The rise and fall of the death penalty

a human rights violation and an American tradition - Friday's long read from The Marshall Project and Maurice Chammah

We go to The Marshall Project for this weeks long read by Maurice Chammah, read the whole article here. We include key excerpts below to convince you it’s worth your time! And, it is also a book!


Most of the new death penalty laws produced by the states fell into two broad categories. Some states set aside a handful of specific crimes—murder of a police officer, for example—and made the death penalty automatic. Other states held a sort of second trial over punishment, in which the jury would hear lawyers present cases for and against death, and consider specific “aggravating” factors (the defendant killed for money, killed lots of people, etc.) and “mitigating” factors (the defendant had no history of violence, suffered from mental illness, etc.).

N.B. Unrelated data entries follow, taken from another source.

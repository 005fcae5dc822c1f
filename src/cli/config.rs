//! Configuration commands.

use clap::{Args, Subcommand};

use crate::cli::common::{CliError, CliResult};
use crate::config::{Config, ThemeMode};
use crate::models::Difficulty;

/// Configuration commands
#[derive(Args, Debug)]
pub struct ConfigArgs {
    #[command(subcommand)]
    command: ConfigCommand,
}

#[derive(Subcommand, Debug)]
enum ConfigCommand {
    /// Display current configuration
    Show(ConfigShowArgs),
    /// Set configuration values
    Set(ConfigSetArgs),
    /// Print the config file location
    Path,
}

/// Display current configuration
#[derive(Args, Debug)]
pub struct ConfigShowArgs {
    /// Output as JSON
    #[arg(long)]
    json: bool,
}

/// Set configuration values
#[derive(Args, Debug)]
pub struct ConfigSetArgs {
    /// Difficulty the first deck is dealt at
    #[arg(long, value_enum)]
    difficulty: Option<Difficulty>,

    /// Theme mode
    #[arg(long, value_enum, value_name = "MODE")]
    theme: Option<ThemeMode>,

    /// Announce matched colours and the win
    #[arg(long, value_name = "BOOL")]
    speech: Option<bool>,

    /// Buzz when a pair does not match
    #[arg(long, value_name = "BOOL")]
    failure_tone: Option<bool>,

    /// Chirp when a pair matches
    #[arg(long, value_name = "BOOL")]
    match_tone: Option<bool>,

    /// Palette generator model id
    #[arg(long)]
    model: Option<String>,
}

impl ConfigArgs {
    /// Execute config subcommand
    pub fn execute(&self) -> CliResult<()> {
        match &self.command {
            ConfigCommand::Show(args) => args.execute(),
            ConfigCommand::Set(args) => args.execute(),
            ConfigCommand::Path => {
                let path = Config::config_file_path()
                    .map_err(|e| CliError::io(format!("{e:#}")))?;
                println!("{}", path.display());
                Ok(())
            }
        }
    }
}

impl ConfigShowArgs {
    /// Execute show command
    pub fn execute(&self) -> CliResult<()> {
        let config = Config::load()
            .map_err(|e| CliError::validation(format!("Failed to load configuration: {e:#}")))?;

        if self.json {
            let json = serde_json::to_string_pretty(&config).map_err(|e| {
                CliError::io(format!("Failed to serialize configuration to JSON: {e}"))
            })?;
            println!("{json}");
        } else {
            print!("{}", format_config(&config));
        }

        Ok(())
    }
}

impl ConfigSetArgs {
    /// Execute set command
    pub fn execute(&self) -> CliResult<()> {
        let mut config = Config::load()
            .map_err(|e| CliError::validation(format!("Failed to load configuration: {e:#}")))?;

        if !self.apply(&mut config) {
            return Err(CliError::validation(
                "At least one configuration option must be specified: --difficulty, --theme, \
                 --speech, --failure-tone, --match-tone or --model",
            ));
        }

        config
            .validate()
            .map_err(|e| CliError::validation(format!("{e:#}")))?;
        config
            .save()
            .map_err(|e| CliError::io(format!("Failed to save configuration: {e:#}")))?;

        println!("Configuration updated successfully.");
        Ok(())
    }

    /// Copies every given option into `config`; false when none was given.
    fn apply(&self, config: &mut Config) -> bool {
        let mut changed = false;

        if let Some(difficulty) = self.difficulty {
            config.game.default_difficulty = difficulty;
            changed = true;
        }
        if let Some(theme) = self.theme {
            config.ui.theme_mode = theme;
            changed = true;
        }
        if let Some(speech) = self.speech {
            config.audio.speech = speech;
            changed = true;
        }
        if let Some(failure_tone) = self.failure_tone {
            config.audio.failure_tone = failure_tone;
            changed = true;
        }
        if let Some(match_tone) = self.match_tone {
            config.audio.match_tone = match_tone;
            changed = true;
        }
        if let Some(model) = &self.model {
            config.palette.model.clone_from(model);
            changed = true;
        }

        changed
    }
}

/// Output configuration in human-readable format
fn format_config(config: &Config) -> String {
    let on_off = |flag: bool| if flag { "on" } else { "off" };

    let lines = [
        "ColorSpeak Configuration".to_string(),
        "========================".to_string(),
        String::new(),
        "Game:".to_string(),
        format!("  Default difficulty: {}", config.game.default_difficulty),
        String::new(),
        "Audio:".to_string(),
        format!("  Speech:       {}", on_off(config.audio.speech)),
        format!("  Failure tone: {}", on_off(config.audio.failure_tone)),
        format!("  Match tone:   {}", on_off(config.audio.match_tone)),
        String::new(),
        "Palette:".to_string(),
        format!("  Model:    {}", config.palette.model),
        format!("  Endpoint: {}", config.palette.endpoint),
        format!("  API key:  ${}", config.palette.api_key_env),
        format!("  Timeout:  {}s", config.palette.timeout_secs),
        String::new(),
        "UI:".to_string(),
        format!("  Theme: {:?}", config.ui.theme_mode),
        format!("  Help on startup: {}", on_off(config.ui.show_help_on_startup)),
    ];

    lines.join("\n") + "\n"
}

#[cfg(test)]
mod tests {
    use super::*;

    fn set_args() -> ConfigSetArgs {
        ConfigSetArgs {
            difficulty: None,
            theme: None,
            speech: None,
            failure_tone: None,
            match_tone: None,
            model: None,
        }
    }

    #[test]
    fn test_apply_only_touches_given_options() {
        let mut config = Config::new();
        assert!(!set_args().apply(&mut config));
        assert_eq!(config, Config::new());

        let args = ConfigSetArgs {
            difficulty: Some(Difficulty::Medium),
            match_tone: Some(true),
            ..set_args()
        };
        assert!(args.apply(&mut config));
        assert_eq!(config.game.default_difficulty, Difficulty::Medium);
        assert!(config.audio.match_tone);
        assert!(config.audio.speech);
        assert_eq!(config.ui.theme_mode, ThemeMode::Auto);
    }

    #[test]
    fn test_human_output_names_the_key_variable() {
        let text = format_config(&Config::new());
        assert!(text.contains("Default difficulty: EASY"));
        assert!(text.contains("API key:  $API_KEY"));
        assert!(text.contains("Match tone:   off"));
    }
}
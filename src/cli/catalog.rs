//! `colorspeak catalog`: the colours cards are dealt from.

use clap::Args;
use serde::Serialize;

use crate::cli::common::{CliError, CliResult};
use crate::models::{Difficulty, CATALOG};

/// List the colour catalog
#[derive(Args, Debug)]
pub struct CatalogArgs {
    /// Output as JSON
    #[arg(long)]
    json: bool,
}

/// One catalog row.
#[derive(Serialize, Debug, PartialEq, Eq)]
pub struct CatalogEntry {
    /// Display and spoken name
    pub name: &'static str,
    /// Hex code
    pub hex: &'static str,
    /// Lowest difficulty whose deck includes this colour
    #[serde(skip_serializing_if = "Option::is_none")]
    pub first_difficulty: Option<Difficulty>,
}

/// Catalog rows in deal order.
#[must_use]
pub fn entries() -> Vec<CatalogEntry> {
    CATALOG
        .iter()
        .enumerate()
        .map(|(index, color)| CatalogEntry {
            name: color.name,
            hex: color.hex,
            first_difficulty: Difficulty::ALL
                .into_iter()
                .find(|level| index < level.pairs()),
        })
        .collect()
}

impl CatalogArgs {
    /// Execute catalog command
    pub fn execute(&self) -> CliResult<()> {
        let entries = entries();

        if self.json {
            let json = serde_json::to_string_pretty(&entries)
                .map_err(|e| CliError::io(format!("Failed to serialize JSON: {e}")))?;
            println!("{json}");
            return Ok(());
        }

        println!("{:<8} {:<8} {}", "Color", "Hex", "First dealt");
        for entry in &entries {
            println!(
                "{:<8} {:<8} {}",
                entry.name,
                entry.hex,
                entry
                    .first_difficulty
                    .map_or("-", Difficulty::label)
            );
        }
        Ok(())
    }
}
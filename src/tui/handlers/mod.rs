//! Input handler modules for different TUI contexts.

pub mod actions;
pub mod game;
pub mod navigation;
pub mod palette;

// Re-export handler functions
pub use actions::dispatch_action;
pub use palette::handle_prompt_input;
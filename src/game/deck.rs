//! Deck building: pick the colours for a level, pair them up, shuffle.

use rand::Rng;

use crate::models::{Card, Difficulty, CATALOG};

/// Builds a shuffled deck for `difficulty`.
///
/// The first `difficulty.pairs()` catalog colours are used (not a random
/// subset), each dealt twice with its own id.
pub fn build_deck<R: Rng + ?Sized>(difficulty: Difficulty, rng: &mut R) -> Vec<Card> {
    let mut cards: Vec<Card> = CATALOG
        .iter()
        .take(difficulty.pairs())
        .flat_map(|color| [Card::new(*color), Card::new(*color)])
        .collect();

    shuffle(&mut cards, rng);
    cards
}

/// Unbiased in-place Fisher-Yates shuffle.
///
/// Walks from the last index down to 1, swapping each slot with a uniformly
/// chosen index in `0..=i`.
pub fn shuffle<T, R: Rng + ?Sized>(items: &mut [T], rng: &mut R) {
    for i in (1..items.len()).rev() {
        let j = rng.gen_range(0..=i);
        items.swap(i, j);
    }
}

#[cfg(test)]
mod tests {
    use super::*;
    use rand::rngs::StdRng;
    use rand::SeedableRng;
    use std::collections::{HashMap, HashSet};

    #[test]
    fn test_deck_size_and_pairs() {
        let mut rng = StdRng::seed_from_u64(7);
        for level in Difficulty::ALL {
            let deck = build_deck(level, &mut rng);
            assert_eq!(deck.len(), level.pairs() * 2);

            let mut counts: HashMap<&str, usize> = HashMap::new();
            for card in &deck {
                *counts.entry(card.color.name).or_default() += 1;
            }
            assert_eq!(counts.len(), level.pairs());
            assert!(counts.values().all(|&n| n == 2), "{counts:?}");

            let ids: HashSet<_> = deck.iter().map(|c| c.id).collect();
            assert_eq!(ids.len(), deck.len());
        }
    }

    #[test]
    fn test_deck_uses_catalog_prefix() {
        let mut rng = StdRng::seed_from_u64(1);
        let deck = build_deck(Difficulty::Easy, &mut rng);
        let names: HashSet<_> = deck.iter().map(|c| c.color.name).collect();
        assert_eq!(names, HashSet::from(["Red", "Blue", "Green"]));
    }

    #[test]
    fn test_deck_starts_face_down() {
        let mut rng = StdRng::seed_from_u64(3);
        let deck = build_deck(Difficulty::Medium, &mut rng);
        assert!(deck.iter().all(|c| !c.is_flipped && !c.is_matched));
    }

    #[test]
    fn test_shuffle_preserves_multiset() {
        let mut rng = StdRng::seed_from_u64(42);
        let mut deck = build_deck(Difficulty::Hard, &mut rng);

        let mut before: Vec<&str> = deck.iter().map(|c| c.color.name).collect();
        shuffle(&mut deck, &mut rng);
        let mut after: Vec<&str> = deck.iter().map(|c| c.color.name).collect();

        before.sort_unstable();
        after.sort_unstable();
        assert_eq!(before, after);
    }

    #[test]
    fn test_shuffle_is_deterministic_for_seed() {
        let mut a: Vec<u32> = (0..20).collect();
        let mut b: Vec<u32> = (0..20).collect();
        shuffle(&mut a, &mut StdRng::seed_from_u64(99));
        shuffle(&mut b, &mut StdRng::seed_from_u64(99));
        assert_eq!(a, b);
    }

    #[test]
    fn test_shuffle_small_slices() {
        let mut rng = StdRng::seed_from_u64(0);
        let mut empty: Vec<u8> = Vec::new();
        shuffle(&mut empty, &mut rng);
        assert!(empty.is_empty());

        let mut one = vec![5];
        shuffle(&mut one, &mut rng);
        assert_eq!(one, vec![5]);
    }

    #[test]
    fn test_shuffle_reaches_every_position() {
        // Every element should be able to land in every slot
        let mut seen = [[false; 4]; 4];
        let mut rng = StdRng::seed_from_u64(2024);
        for _ in 0..500 {
            let mut items = [0usize, 1, 2, 3];
            shuffle(&mut items, &mut rng);
            for (slot, &item) in items.iter().enumerate() {
                seen[item][slot] = true;
            }
        }
        assert!(seen.iter().flatten().all(|&hit| hit));
    }
}
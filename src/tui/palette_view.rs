//! Palette studio: prompt, swatches and mock previews.

use ratatui::{
    layout::{Alignment, Constraint, Direction, Layout, Rect},
    style::{Modifier, Style},
    text::{Line, Span},
    widgets::{Block, Borders, List, ListItem, ListState, Paragraph, Tabs, Wrap},
    Frame,
};
use std::sync::Arc;
use std::time::Instant;

use super::AppState;
use crate::models::Palette;
use crate::palette::{GenerationJob, PaletteGenerator};
use crate::preview::{self, PreviewKind, RoleStyles};

/// Width of the prompt and swatch column.
const SIDEBAR_WIDTH: u16 = 46;

/// Where palettes come from.
pub enum GeneratorSlot {
    /// A configured generator
    Ready(Arc<dyn PaletteGenerator>),
    /// Generation is unavailable, with the reason shown on submit
    Unavailable(String),
}

/// State of the palette screen.
pub struct PaletteScreen {
    /// Prompt being typed
    pub prompt: String,
    /// Keys go to the prompt
    pub editing: bool,
    /// Palette on display; survives failed generations
    pub palette: Option<Palette>,
    /// Selected swatch
    pub selected: usize,
    /// Active preview tab
    pub preview: PreviewKind,
    /// Background generation
    pub job: GenerationJob,
    generator: GeneratorSlot,
}

impl PaletteScreen {
    /// Empty studio using `generator`.
    #[must_use]
    pub fn new(generator: GeneratorSlot) -> Self {
        Self {
            prompt: String::new(),
            editing: false,
            palette: None,
            selected: 0,
            preview: PreviewKind::default(),
            job: GenerationJob::new(),
            generator,
        }
    }

    /// The generator, or why there is none.
    pub const fn generator(&self) -> &GeneratorSlot {
        &self.generator
    }

    /// Replaces the displayed palette.
    pub fn show(&mut self, palette: Palette) {
        self.palette = Some(palette);
        self.selected = 0;
    }

    /// Number of swatches on display.
    #[must_use]
    pub fn swatch_count(&self) -> usize {
        self.palette.as_ref().map_or(0, |p| p.colors.len())
    }

    /// Hex code of the selected swatch.
    #[must_use]
    pub fn selected_hex(&self) -> Option<&str> {
        self.palette
            .as_ref()
            .and_then(|p| p.colors.get(self.selected))
            .map(|c| c.hex.as_str())
    }

    /// Moves the swatch selection up.
    pub const fn select_previous(&mut self) {
        self.selected = self.selected.saturating_sub(1);
    }

    /// Moves the swatch selection down.
    pub fn select_next(&mut self) {
        if self.selected + 1 < self.swatch_count() {
            self.selected += 1;
        }
    }
}

/// Renders the studio.
pub fn render(f: &mut Frame, area: Rect, state: &AppState, now: Instant) {
    let columns = Layout::default()
        .direction(Direction::Horizontal)
        .constraints([Constraint::Length(SIDEBAR_WIDTH), Constraint::Min(20)])
        .split(area);

    let left = Layout::default()
        .direction(Direction::Vertical)
        .constraints([
            Constraint::Length(3), // Prompt
            Constraint::Length(5), // Name and description
            Constraint::Min(3),    // Swatches
        ])
        .split(columns[0]);

    render_prompt(f, left[0], state);
    render_summary(f, left[1], state);
    render_swatches(f, left[2], state, now);
    render_previews(f, columns[1], state);
}

fn render_prompt(f: &mut Frame, area: Rect, state: &AppState) {
    let theme = &state.theme;
    let screen = &state.palette;

    let (text, style) = if screen.prompt.is_empty() && !screen.editing {
        (
            "e.g. Cyberpunk neon city at night".to_string(),
            Style::default().fg(theme.text_muted),
        )
    } else if screen.editing {
        (format!("{}▏", screen.prompt), Style::default().fg(theme.text))
    } else {
        (screen.prompt.clone(), Style::default().fg(theme.text))
    };

    let border = if screen.editing {
        theme.accent
    } else {
        theme.primary
    };

    let title = if screen.job.is_running() {
        " Describe a vibe (generating...) "
    } else {
        " Describe a vibe "
    };

    let prompt = Paragraph::new(Line::from(Span::styled(text, style))).block(
        Block::default()
            .borders(Borders::ALL)
            .title(title)
            .border_style(Style::default().fg(border)),
    );
    f.render_widget(prompt, area);
}

fn render_summary(f: &mut Frame, area: Rect, state: &AppState) {
    let theme = &state.theme;

    let lines = match &state.palette.palette {
        Some(palette) => vec![
            Line::from(Span::styled(
                palette.name.clone(),
                Style::default()
                    .fg(theme.primary)
                    .add_modifier(Modifier::BOLD),
            )),
            Line::from(Span::styled(
                palette.description.clone(),
                Style::default().fg(theme.text_muted),
            )),
        ],
        None => vec![Line::from(Span::styled(
            "Press i, type a description, then Enter.",
            Style::default().fg(theme.text_muted),
        ))],
    };

    let summary = Paragraph::new(lines)
        .wrap(Wrap { trim: true })
        .block(
            Block::default()
                .borders(Borders::ALL)
                .title(" Palette ")
                .border_style(Style::default().fg(theme.primary)),
        );
    f.render_widget(summary, area);
}

fn render_swatches(f: &mut Frame, area: Rect, state: &AppState, now: Instant) {
    let theme = &state.theme;
    let block = Block::default()
        .borders(Borders::ALL)
        .title(" Colors ")
        .border_style(Style::default().fg(theme.primary));

    let Some(palette) = &state.palette.palette else {
        f.render_widget(block, area);
        return;
    };

    let items: Vec<ListItem> = palette
        .colors
        .iter()
        .map(|color| {
            let rgb = color.rgb();
            let mut header = vec![
                Span::styled("      ", Style::default().bg(rgb.to_ratatui_color())),
                Span::raw(" "),
                Span::styled(
                    color.name.clone(),
                    Style::default().fg(theme.text).add_modifier(Modifier::BOLD),
                ),
                Span::raw(" "),
                Span::styled(color.hex.clone(), Style::default().fg(theme.text_muted)),
            ];
            if state.clipboard.is_acknowledged(&color.hex, now) {
                header.push(Span::styled(
                    " Copied!",
                    Style::default()
                        .fg(theme.success)
                        .add_modifier(Modifier::BOLD),
                ));
            }

            ListItem::new(vec![
                Line::from(header),
                Line::from(vec![
                    Span::styled("      ", Style::default().bg(rgb.to_ratatui_color())),
                    Span::raw(" "),
                    Span::styled(
                        color.role.as_str().to_uppercase(),
                        Style::default().fg(theme.accent),
                    ),
                    Span::raw(" "),
                    Span::styled(
                        color.description.clone(),
                        Style::default().fg(theme.text_muted),
                    ),
                ]),
            ])
        })
        .collect();

    let list = List::new(items)
        .block(block)
        .highlight_style(Style::default().bg(theme.surface))
        .highlight_symbol("▶ ");

    let mut list_state = ListState::default().with_selected(Some(state.palette.selected));
    f.render_stateful_widget(list, area, &mut list_state);
}

fn render_previews(f: &mut Frame, area: Rect, state: &AppState) {
    let theme = &state.theme;

    let chunks = Layout::default()
        .direction(Direction::Vertical)
        .constraints([Constraint::Length(1), Constraint::Min(5)])
        .split(area);

    let tabs = Tabs::new(PreviewKind::ALL.iter().map(|kind| kind.label()))
        .select(state.palette.preview.index())
        .style(Style::default().fg(theme.text_muted))
        .highlight_style(
            Style::default()
                .fg(theme.accent)
                .add_modifier(Modifier::BOLD | Modifier::UNDERLINED),
        );
    f.render_widget(tabs, chunks[0]);

    match &state.palette.palette {
        Some(palette) => {
            let styles = RoleStyles::from_palette(palette);
            preview::render(f, chunks[1], state.palette.preview, &styles);
        }
        None => {
            let placeholder = Paragraph::new("No palette yet")
                .alignment(Alignment::Center)
                .style(Style::default().fg(theme.text_muted))
                .block(
                    Block::default()
                        .borders(Borders::ALL)
                        .border_style(Style::default().fg(theme.surface)),
                );
            f.render_widget(placeholder, chunks[1]);
        }
    }
}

As the death penalty system ground into motion in the late 1970s, the LDF realized its work was only beginning. Every case would now be a smaller battle in a bigger war of attrition. Hundreds of men and women sentenced to death would need lawyers to attack those sentences one by one and stave off execution. Sometimes, their cases would end up back at the Supreme Court, which would be tasked with deciding not whether the death penalty as a whole was constitutional, but rather whether one element of a trial violated a defendant’s rights. The court would go on to rule in ways that both helped and hurt death row prisoners, but the overall effect would be to further entrench the punishment.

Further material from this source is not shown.